Risma Bicara Warga DKI Pindah karena Asma, Gerindra: Tahan Syahwat Politiknya

Kanavino Ahmad Rizqo - detikNews
Sabtu, 18 Jan 2020 08:29 WIB
Ilustrasi udara di Jakarta (Foto: Agung Pambudhy)
Jakarta - Wali Kota Surabaya, Tri Rismaharini, mengatakan banyak warga Jakarta pindah ke Surabaya lantaran anak-anaknya terjangkit asma. Gerindra DKI Jakarta meminta Risma membuktikannya dengan data-data.

"Saya rasa nggak seperti itu, jadi Bu Risma juga jangan mengklaim seperti itu. Jadi harus mempertanggungjawabkan data-data yang dia peroleh. Bahwa banyak warga Jakarta pindah ke Surabaya karena asma, dia harus mampu mempertanggungjawabkan hal itu. Dia pindah ke Surabaya karena asma atau bukan. Yang kedua, pada saat dia pindah ke Surabaya, kemudian asamnya sembuh dia harus bisa mempertanggungjawabkan juga," kata Wakil Ketua Fraksi Gerindra DKI, S Andyka, kepada wartawan, Jumat (17/1/2020) malam.

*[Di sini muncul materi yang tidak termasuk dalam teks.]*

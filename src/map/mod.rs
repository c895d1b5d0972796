//! In-memory model of a CkMp file

pub mod lighting;
pub mod objects;
pub mod players;

pub use lighting::{GlobalLightOptions, Light, LightOptions, TimeOfDay};
pub use objects::{Area, RoadOptions, ScriptObject};
pub use players::{Player, Team};

use serde::Serialize;

use crate::error::Result;
use crate::property::Properties;
use crate::script::{self, Script, ScriptNode};
use crate::tiles::{HeightMap, TileData};

/// A top-level section the reader did not recognize and skipped
#[derive(Debug, Clone, PartialEq, Eq, Serialize)]
pub struct UnrecognizedSection {
    pub name: String,
    pub tag: i16,
    pub offset: usize,
    #[serde(skip)]
    pub payload: Vec<u8>,
}

impl UnrecognizedSection {
    pub fn len(&self) -> usize {
        self.payload.len()
    }

    pub fn is_empty(&self) -> bool {
        self.payload.is_empty()
    }
}

#[derive(Debug, Clone, PartialEq, Default, Serialize)]
pub struct Map {
    pub height_map: Option<HeightMap>,
    pub tiles: Option<TileData>,
    pub lighting: Option<GlobalLightOptions>,
    /// WorldInfo properties
    pub properties: Properties,
    pub players: Vec<Player>,
    pub teams: Vec<Team>,
    pub objects: Vec<ScriptObject>,
    pub areas: Vec<Area>,
    /// Waypoint links as (from id, to id)
    pub paths: Vec<(i32, i32)>,
    /// One script list per player slot
    pub player_scripts: Vec<Vec<ScriptNode>>,
    pub unrecognized_sections: Vec<UnrecognizedSection>,
}

impl Map {
    /// Flat, untextured terrain of `width` x `height` cells with the stock lighting
    pub fn new(width: usize, height: usize, border: i32) -> Result<Self> {
        Ok(Self {
            height_map: Some(HeightMap::new(width, height, border)?),
            tiles: Some(TileData::new(width, height)),
            lighting: Some(GlobalLightOptions::default_lighting()),
            ..Self::default()
        })
    }

    pub fn width(&self) -> Option<usize> {
        self.height_map.as_ref().map(HeightMap::width)
    }

    pub fn height(&self) -> Option<usize> {
        self.height_map.as_ref().map(HeightMap::height)
    }

    pub fn player(&self, name: &str) -> Option<&Player> {
        self.players.iter().find(|p| p.name == name)
    }

    pub fn waypoints(&self) -> impl Iterator<Item = &ScriptObject> {
        self.objects.iter().filter(|o| o.is_waypoint())
    }

    /// Every script of every player, group members included
    pub fn scripts(&self) -> impl Iterator<Item = &Script> {
        self.player_scripts.iter().flat_map(|list| script::scripts(list))
    }
}

#[cfg(test)]
mod tests {
    use super::*;

    #[test]
    fn test_new_map_has_terrain_and_lighting() {
        let map = Map::new(64, 48, 10).unwrap();
        assert_eq!(map.width(), Some(64));
        assert_eq!(map.height(), Some(48));
        assert_eq!(map.height_map.as_ref().unwrap().map_width(), 44);
        assert_eq!(map.tiles.as_ref().unwrap().count(), 64 * 48);
        assert_eq!(map.lighting.unwrap().time_of_day, TimeOfDay::Afternoon);
    }

    #[test]
    fn test_lookups() {
        let mut map = Map::default();
        map.players.push(Player::new("Resources"));
        map.objects.push(ScriptObject::waypoint(1.0, 1.0, 0.0));
        map.objects.push(ScriptObject::new("TreeA", 1.0, 1.0, 0.0));
        let mut group = script::ScriptGroup::new("g");
        group.scripts.push(Script::new("a"));
        map.player_scripts.push(vec![group.into(), Script::new("b").into()]);
        map.player_scripts.push(vec![Script::new("c").into()]);

        assert!(map.player("Resources").is_some());
        assert_eq!(map.waypoints().count(), 1);
        let names: Vec<&str> = map.scripts().map(|s| s.name.as_str()).collect();
        assert_eq!(names, ["a", "b", "c"]);
    }
}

Andyka mengatakan masalah polusi di Jakarta tak bisa disamakan dengan Surabaya. Ada beragam faktor yang membuat masalah di Jakarta lebih kompleks.

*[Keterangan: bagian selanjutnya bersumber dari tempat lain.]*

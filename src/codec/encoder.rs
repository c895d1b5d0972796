use super::section::{Header, Identifier};
use super::{BinaryWriter, StringTable};
use crate::error::{Error, Result};

/// Values that can be written into a CkMp stream
pub trait Encode {
    /// Exact number of bytes `encode` emits
    fn encoded_len(&self) -> usize;

    fn encode(&self, en: &mut Encoder) -> Result<()>;
}

/// Per-file write state: the staging buffer and the string table it references
pub struct Encoder {
    writer: BinaryWriter,
    strings: StringTable,
}

impl Encoder {
    pub fn new() -> Self {
        Self {
            writer: BinaryWriter::with_capacity(64 * 1024),
            strings: StringTable::new(),
        }
    }

    pub fn len(&self) -> usize {
        self.writer.len()
    }

    pub fn is_empty(&self) -> bool {
        self.writer.is_empty()
    }

    pub fn strings(&self) -> &StringTable {
        &self.strings
    }

    /// Split into the finished string table and the staged body
    pub fn finish(self) -> (StringTable, Vec<u8>) {
        (self.strings, self.writer.into_vec())
    }

    pub fn intern(&mut self, s: &str) -> i32 {
        self.strings.intern(s)
    }

    pub fn write_u8(&mut self, v: u8) {
        self.writer.write_u8(v);
    }

    pub fn write_bool(&mut self, v: bool) {
        self.writer.write_bool(v);
    }

    pub fn write_i16(&mut self, v: i16) {
        self.writer.write_i16_le(v);
    }

    pub fn write_i32(&mut self, v: i32) {
        self.writer.write_i32_le(v);
    }

    pub fn write_i64(&mut self, v: i64) {
        self.writer.write_i64_le(v);
    }

    pub fn write_f32(&mut self, v: f32) {
        self.writer.write_f32_le(v);
    }

    pub fn write_bytes(&mut self, bytes: &[u8]) {
        self.writer.write_bytes(bytes);
    }

    pub fn write_zeros(&mut self, count: usize) {
        self.writer.write_zeros(count);
    }

    pub fn write_string(&mut self, s: &str) -> Result<()> {
        self.writer.write_string(s)
    }

    pub fn write_wide_string(&mut self, s: &str) -> Result<()> {
        self.writer.write_wide_string(s)
    }

    /// Intern `name` and write its index as an i16
    pub fn write_name(&mut self, name: &str) -> Result<()> {
        let index = self.intern(name);
        let index = i16::try_from(index)
            .map_err(|_| Error::InvalidModel(format!("string index {index} for {name:?} exceeds i16")))?;
        self.write_i16(index);
        Ok(())
    }

    /// Write a count as i32
    pub fn write_count(&mut self, count: usize) -> Result<()> {
        let count = i32::try_from(count)
            .map_err(|_| Error::InvalidModel(format!("count {count} exceeds i32")))?;
        self.write_i32(count);
        Ok(())
    }

    /// Write a framed section whose payload is `payload_len` bytes long.
    ///
    /// The header is emitted before `body` runs, so `payload_len` must be computed
    /// up front; a body that writes any other number of bytes is a codec defect.
    pub fn write_section(
        &mut self,
        identifier: Identifier,
        tag: i16,
        payload_len: usize,
        body: impl FnOnce(&mut Self) -> Result<()>,
    ) -> Result<()> {
        let length = i32::try_from(payload_len)
            .map_err(|_| Error::InvalidModel(format!("{identifier} payload of {payload_len} bytes exceeds i32")))?;
        let header = Header {
            index: self.intern(identifier.as_str()),
            tag,
            length,
        };
        header.write(&mut self.writer);

        let start = self.len();
        body(self)?;
        let actual = self.len() - start;
        if actual != payload_len {
            return Err(Error::SizeInvariant {
                entity: identifier.as_str(),
                declared: payload_len,
                actual,
            });
        }
        Ok(())
    }

    /// Encode `value`, checking that it emits exactly `encoded_len` bytes
    pub fn write_value<T: Encode>(&mut self, entity: &'static str, value: &T) -> Result<()> {
        let declared = value.encoded_len();
        let start = self.len();
        value.encode(self)?;
        let actual = self.len() - start;
        if actual != declared {
            return Err(Error::SizeInvariant { entity, declared, actual });
        }
        Ok(())
    }
}

impl Default for Encoder {
    fn default() -> Self {
        Self::new()
    }
}
use serde::Serialize;

use crate::codec::{Decode, Decoder, Encode, Encoder};
use crate::error::Result;

/// 64-bit blend flag word.
///
/// Bits 16, 24, 32, 40, 48 and 56 carry the edge/corner flags. Only twelve
/// combinations have names, but any value read from a file is kept verbatim.
#[derive(Debug, Clone, Copy, PartialEq, Eq, Hash, Default, Serialize)]
#[serde(transparent)]
pub struct BlendType(i64);

impl BlendType {
    pub const TOP: Self = Self(281474993487872);
    pub const BOTTOM: Self = Self(16777216);
    pub const LEFT: Self = Self(65536);
    pub const RIGHT: Self = Self(281474976776192);
    pub const TOP_LEFT_SMALL: Self = Self(281479271677952);
    pub const TOP_LEFT_LARGE: Self = Self(72339073309605888);
    pub const TOP_RIGHT_SMALL: Self = Self(282574488338432);
    pub const TOP_RIGHT_LARGE: Self = Self(72340168526266368);
    pub const BOTTOM_LEFT_SMALL: Self = Self(4294967296);
    pub const BOTTOM_LEFT_LARGE: Self = Self(72057598332895232);
    pub const BOTTOM_RIGHT_SMALL: Self = Self(1099511627776);
    pub const BOTTOM_RIGHT_LARGE: Self = Self(72058693549555712);

    const NAMED: [(Self, &'static str); 12] = [
        (Self::TOP, "Top"),
        (Self::BOTTOM, "Bottom"),
        (Self::LEFT, "Left"),
        (Self::RIGHT, "Right"),
        (Self::TOP_LEFT_SMALL, "TopLeftSmall"),
        (Self::TOP_LEFT_LARGE, "TopLeftLarge"),
        (Self::TOP_RIGHT_SMALL, "TopRightSmall"),
        (Self::TOP_RIGHT_LARGE, "TopRightLarge"),
        (Self::BOTTOM_LEFT_SMALL, "BottomLeftSmall"),
        (Self::BOTTOM_LEFT_LARGE, "BottomLeftLarge"),
        (Self::BOTTOM_RIGHT_SMALL, "BottomRightSmall"),
        (Self::BOTTOM_RIGHT_LARGE, "BottomRightLarge"),
    ];

    pub const fn from_bits(bits: i64) -> Self {
        Self(bits)
    }

    pub const fn bits(self) -> i64 {
        self.0
    }

    const fn bit(self, shift: u32) -> bool {
        (self.0 >> shift) & 1 == 1
    }

    pub const fn is_vertical_edge(self) -> bool {
        self.bit(16)
    }

    pub const fn is_horizontal_edge(self) -> bool {
        self.bit(24)
    }

    pub const fn is_left_angled_edge(self) -> bool {
        self.bit(32)
    }

    pub const fn is_right_angled_edge(self) -> bool {
        self.bit(40)
    }

    pub const fn is_top_right_corner(self) -> bool {
        self.bit(48)
    }

    pub const fn is_large_angled_edge(self) -> bool {
        self.bit(56)
    }

    /// Name of one of the twelve canonical patterns
    pub fn name(self) -> Option<&'static str> {
        Self::NAMED
            .iter()
            .find(|(blend, _)| *blend == self)
            .map(|(_, name)| *name)
    }
}

impl From<i64> for BlendType {
    fn from(bits: i64) -> Self {
        Self(bits)
    }
}

impl From<BlendType> for i64 {
    fn from(blend: BlendType) -> Self {
        blend.0
    }
}

impl std::fmt::Display for BlendType {
    fn fmt(&self, f: &mut std::fmt::Formatter<'_>) -> std::fmt::Result {
        match self.name() {
            Some(name) => f.write_str(name),
            None => write!(f, "Unknown: {}", self.0),
        }
    }
}

/// One entry of the blend tile table
///
///   tile index: i16
///   blend type: i64
///   blend data: i64 (always [`BlendTile::BLEND_DATA`])
#[derive(Debug, Clone, Copy, PartialEq, Eq, Hash, Serialize)]
pub struct BlendTile {
    pub tile_index: i16,
    pub blend_type: BlendType,
}

impl BlendTile {
    pub const BLEND_DATA: i64 = 8852388021845098495;
    pub const SIZE: usize = 2 + 8 + 8;
}

impl Decode for BlendTile {
    fn decode(de: &mut Decoder<'_>) -> Result<Self> {
        let tile_index = de.read_i16()?;
        let blend_type = BlendType(de.read_i64()?);
        let offset = de.position();
        let blend_data = de.read_i64()?;
        if blend_data != Self::BLEND_DATA {
            return Err(de.violation_at(offset, format!("blend data is {blend_data:#x}")));
        }
        Ok(Self { tile_index, blend_type })
    }
}

impl Encode for BlendTile {
    fn encoded_len(&self) -> usize {
        Self::SIZE
    }

    fn encode(&self, en: &mut Encoder) -> Result<()> {
        en.write_i16(self.tile_index);
        en.write_i64(self.blend_type.0);
        en.write_i64(Self::BLEND_DATA);
        Ok(())
    }
}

"Banyaknya itu cuma 1, 2, 3, 10, 100, 1.000, harus jelas. Saya rasa Bu Risma nggak usah melakukan komparasi. Terkait Surabaya dan DKI. DKI itu sangat heterogen. Beda dengan Surabaya. DKI jauh lebih luas dibanding Surabaya. DKI jauh lebih banyak kendaraan bermotor dua juta lebih dibanding Surabaya. Jadi jangan seolah-olah bahwa pengelolaan terkait masalah polusi, Surabaya jauh lebih baik, tidak bisa seperti itu," ujar dia.

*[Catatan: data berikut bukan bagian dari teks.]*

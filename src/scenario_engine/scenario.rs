//! The scenario aggregate and everything about it that does not sequence
//! actions: identity, titles, node metadata, save checks and snapshots.

use std::collections::{BTreeMap, HashSet};
use std::fmt;

use rand::{rngs::StdRng, RngCore, SeedableRng};
use serde::{Deserialize, Serialize};

use crate::scenario_engine::{
    config::EngineConfig,
    context::ActionContext,
    error::{EngineError, Result},
    legal::legal_actions,
    models::{DecisionNode, NodeId, NodeMeta, RangeRef, TableFormat},
    nodes::NodeStore,
    sizing::SizingTable,
};

// ---------------------------------------------------------------------------
// Request / snapshot types
// ---------------------------------------------------------------------------

#[derive(Debug, Clone)]
pub struct ScenarioRequest {
    pub title: String,
    pub format: TableFormat,
    pub default_stack_bb: f64,
    pub sizing: SizingTable,
    pub rng_seed: Option<u64>,
}

impl ScenarioRequest {
    /// Defaults: 6-max, 100bb, built-in sizing, entropy-seeded id.
    pub fn new(title: impl Into<String>) -> Self {
        Self::from_config(title, &EngineConfig::default())
    }

    pub fn from_config(title: impl Into<String>, config: &EngineConfig) -> Self {
        ScenarioRequest {
            title: title.into(),
            format: config.format,
            default_stack_bb: config.default_stack_bb,
            sizing: config.sizing.clone(),
            rng_seed: None,
        }
    }

    pub fn with_format(mut self, format: TableFormat) -> Self {
        self.format = format;
        self
    }

    pub fn with_seed(mut self, seed: u64) -> Self {
        self.rng_seed = Some(seed);
        self
    }
}

/// Everything the persistence layer stores for one scenario.
#[derive(Debug, Clone, PartialEq, Serialize, Deserialize)]
pub struct ScenarioSnapshot {
    pub id: String,
    pub title: String,
    #[serde(default)]
    pub description: String,
    pub format: TableFormat,
    pub default_stack_bb: f64,
    pub nodes: NodeStore,
    pub context: ActionContext,
    /// Settings of reopened nodes removed by a first-round rewind.
    #[serde(default, skip_serializing_if = "BTreeMap::is_empty")]
    pub parked: BTreeMap<NodeId, NodeMeta>,
}

/// Why a scenario cannot be saved yet.
#[derive(Debug, Clone, Copy, PartialEq, Eq)]
pub enum SaveIssue {
    MissingTitle,
    NoLinkedRange,
}

impl fmt::Display for SaveIssue {
    fn fmt(&self, f: &mut fmt::Formatter<'_>) -> fmt::Result {
        match self {
            SaveIssue::MissingTitle  => write!(f, "Give the scenario a title before saving."),
            SaveIssue::NoLinkedRange => write!(f, "Link a range to at least one decision before saving."),
        }
    }
}

// ---------------------------------------------------------------------------
// Scenario
// ---------------------------------------------------------------------------

#[derive(Debug, Clone, PartialEq)]
pub struct Scenario {
    pub(crate) id: String,
    pub(crate) title: String,
    pub(crate) description: String,
    pub(crate) format: TableFormat,
    pub(crate) default_stack_bb: f64,
    pub(crate) sizing: SizingTable,
    pub(crate) nodes: NodeStore,
    pub(crate) context: ActionContext,
    /// Settings of reopened nodes that a first-round rewind removed, handed
    /// back if a node with the same id is reopened again.
    pub(crate) parked: BTreeMap<NodeId, NodeMeta>,
}

/// Generate a scenario id from the request's RNG.
fn make_scenario_id(rng: &mut impl RngCore) -> String {
    format!("SC-{:08X}", rng.next_u32())
}

/// Fresh node store with the first seat to act already active.
pub(crate) fn opening_nodes(format: TableFormat) -> NodeStore {
    let mut nodes = NodeStore::expand(format);
    if let Some(first) = nodes.iter_mut().next() {
        first.activate(legal_actions(&ActionContext::new()));
    }
    nodes
}

impl Scenario {
    pub fn new(request: ScenarioRequest) -> Self {
        let mut rng: StdRng = match request.rng_seed {
            Some(seed) => StdRng::seed_from_u64(seed),
            None       => StdRng::from_entropy(),
        };
        let id = make_scenario_id(&mut rng);
        log::debug!("new {} scenario {}", request.format, id);

        Scenario {
            id,
            title: request.title,
            description: String::new(),
            format: request.format,
            default_stack_bb: request.default_stack_bb,
            sizing: request.sizing,
            nodes: opening_nodes(request.format),
            context: ActionContext::new(),
            parked: BTreeMap::new(),
        }
    }

    pub fn id(&self) -> &str {
        &self.id
    }

    pub fn title(&self) -> &str {
        &self.title
    }

    pub fn set_title(&mut self, title: impl Into<String>) {
        self.title = title.into();
    }

    pub fn description(&self) -> &str {
        &self.description
    }

    pub fn set_description(&mut self, description: impl Into<String>) {
        self.description = description.into();
    }

    pub fn format(&self) -> TableFormat {
        self.format
    }

    pub fn default_stack_bb(&self) -> f64 {
        self.default_stack_bb
    }

    pub fn sizing(&self) -> &SizingTable {
        &self.sizing
    }

    pub fn nodes(&self) -> &NodeStore {
        &self.nodes
    }

    pub fn context(&self) -> &ActionContext {
        &self.context
    }

    pub fn node(&self, id: &NodeId) -> Result<&DecisionNode> {
        self.nodes.get(id).ok_or_else(|| EngineError::UnknownNode(id.clone()))
    }

    pub(crate) fn node_mut(&mut self, id: &NodeId) -> Result<&mut DecisionNode> {
        self.nodes.get_mut(id).ok_or_else(|| EngineError::UnknownNode(id.clone()))
    }

    pub fn active_node(&self) -> Option<&DecisionNode> {
        self.nodes.active()
    }

    /// No node left to act.
    pub fn is_complete(&self) -> bool {
        self.nodes.active().is_none()
    }

    /// Declared actions in log order, e.g. `UTG open 2.5bb, HJ fold`.
    pub fn action_line(&self) -> String {
        self.context
            .entries()
            .iter()
            .map(|e| match e.sizing {
                Some(size) => format!("{} {} {}bb", e.seat.short(), e.action, size),
                None       => format!("{} {}", e.seat.short(), e.action),
            })
            .collect::<Vec<_>>()
            .join(", ")
    }

    /// Back to the freshly created state. Id, title, description and format
    /// survive; every node and declared action is discarded.
    pub fn reset(&mut self) {
        log::debug!("reset scenario {}", self.id);
        self.nodes = opening_nodes(self.format);
        self.context = ActionContext::new();
        self.parked.clear();
    }

    // -----------------------------------------------------------------------
    // Node metadata (never affects sequencing)
    // -----------------------------------------------------------------------

    pub fn set_hero(&mut self, id: &NodeId, is_hero: bool) -> Result<()> {
        self.node_mut(id)?.is_hero = is_hero;
        Ok(())
    }

    pub fn link_range(&mut self, id: &NodeId, range: RangeRef) -> Result<()> {
        self.node_mut(id)?.range = Some(range);
        Ok(())
    }

    pub fn unlink_range(&mut self, id: &NodeId) -> Result<Option<RangeRef>> {
        Ok(self.node_mut(id)?.range.take())
    }

    pub fn set_stack_override(&mut self, id: &NodeId, stack_bb: Option<f64>) -> Result<()> {
        self.node_mut(id)?.stack_override = stack_bb;
        Ok(())
    }

    pub fn effective_stack(&self, id: &NodeId) -> Result<f64> {
        Ok(self.node(id)?.stack_override.unwrap_or(self.default_stack_bb))
    }

    // -----------------------------------------------------------------------
    // Save eligibility
    // -----------------------------------------------------------------------

    pub fn save_issues(&self) -> Vec<SaveIssue> {
        let mut issues = Vec::new();
        if self.title.trim().is_empty() {
            issues.push(SaveIssue::MissingTitle);
        }
        if !self.nodes.iter().any(|n| n.range.is_some()) {
            issues.push(SaveIssue::NoLinkedRange);
        }
        issues
    }

    pub fn is_save_eligible(&self) -> bool {
        self.save_issues().is_empty()
    }

    // -----------------------------------------------------------------------
    // Snapshots
    // -----------------------------------------------------------------------

    pub fn snapshot(&self) -> ScenarioSnapshot {
        ScenarioSnapshot {
            id: self.id.clone(),
            title: self.title.clone(),
            description: self.description.clone(),
            format: self.format,
            default_stack_bb: self.default_stack_bb,
            nodes: self.nodes.clone(),
            context: self.context.clone(),
            parked: self.parked.clone(),
        }
    }

    /// Rebuild a scenario from a stored snapshot.
    ///
    /// The snapshot is rejected unless its nodes and its log are exactly what
    /// replaying that log produces.
    pub fn restore(snapshot: ScenarioSnapshot, sizing: SizingTable) -> Result<Self> {
        let scenario = Scenario {
            id: snapshot.id,
            title: snapshot.title,
            description: snapshot.description,
            format: snapshot.format,
            default_stack_bb: snapshot.default_stack_bb,
            sizing,
            nodes: snapshot.nodes,
            context: snapshot.context,
            parked: snapshot.parked,
        };
        if let Err(err) = scenario.check_consistency() {
            log::warn!("rejected snapshot {}: {}", scenario.id, err);
            return Err(err);
        }
        Ok(scenario)
    }

    fn check_consistency(&self) -> Result<()> {
        let invalid = |msg: String| EngineError::InvalidSnapshot(msg);

        let mut seen = HashSet::new();
        for node in self.nodes.iter() {
            if !self.format.contains(node.seat) {
                return Err(invalid(format!("{} is not a {} seat", node.seat, self.format)));
            }
            if node.id != NodeId::new(&node.round, node.seat) {
                return Err(invalid(format!("node {} does not match its seat and round", node.id)));
            }
            if !seen.insert(node.id.clone()) {
                return Err(invalid(format!("duplicate node {}", node.id)));
            }
        }
        if self.nodes.active_count() > 1 {
            return Err(invalid("more than one active node".to_string()));
        }
        if let Some(entry) = self.context.entries().iter().find(|e| self.nodes.get(&e.node).is_none()) {
            return Err(invalid(format!("log entry for missing node {}", entry.node)));
        }
        let entries = self.context.entries();
        if entries.windows(2).any(|w| w[0].timestamp >= w[1].timestamp) {
            return Err(invalid("log timestamps are not increasing".to_string()));
        }
        if entries.last().is_some_and(|e| e.timestamp == u32::MAX) {
            return Err(invalid("log timestamps are exhausted".to_string()));
        }
        if let Some(id) = self.parked.keys().find(|id| self.nodes.get(id).is_some()) {
            return Err(invalid(format!("parked settings for live node {id}")));
        }

        let replayed = self.replayed().map_err(|e| invalid(format!("log does not replay: {e}")))?;
        for node in self.nodes.iter() {
            let Some(expected) = replayed.nodes.get(&node.id) else {
                return Err(invalid(format!("node {} is not produced by the log", node.id)));
            };
            let sizing_matches = !node.state.is_terminal() || node.sizing == expected.sizing;
            if node.round != expected.round
                || node.state != expected.state
                || node.action != expected.action
                || node.legal_actions != expected.legal_actions
                || !sizing_matches
            {
                return Err(invalid(format!("node {} disagrees with the log", node.id)));
            }
        }
        if replayed.nodes.len() != self.nodes.len() {
            return Err(invalid("log produces nodes missing from the snapshot".to_string()));
        }
        for (stored, expected) in entries.iter().zip(replayed.context.entries()) {
            if stored.node != expected.node
                || stored.seat != expected.seat
                || stored.action != expected.action
                || stored.sizing != expected.sizing
            {
                return Err(invalid(format!("log entry for {} disagrees with its replay", stored.node)));
            }
        }
        Ok(())
    }
}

"Jadi jangan seolah-olah bahwa Jakarta dengan polusinya yang begitu parah, kemudian mau dipakai apple to apple, nggak boleh kaya begitu, jadi jangan apple to apple dong. Kita harus lihat kompleksitas permasalahan kemudian kita heterogen, sangat heterogen, jumlah kendaraan bermotor jauh lebih banyak, pelayanan kesehatan kita juga jauh lebih baik. Jadi bu Risma harus mampu memberikan data otentik, banyak berapa, 20 banyak, seratus ribu, data itu harus jelas," sambung Andyka.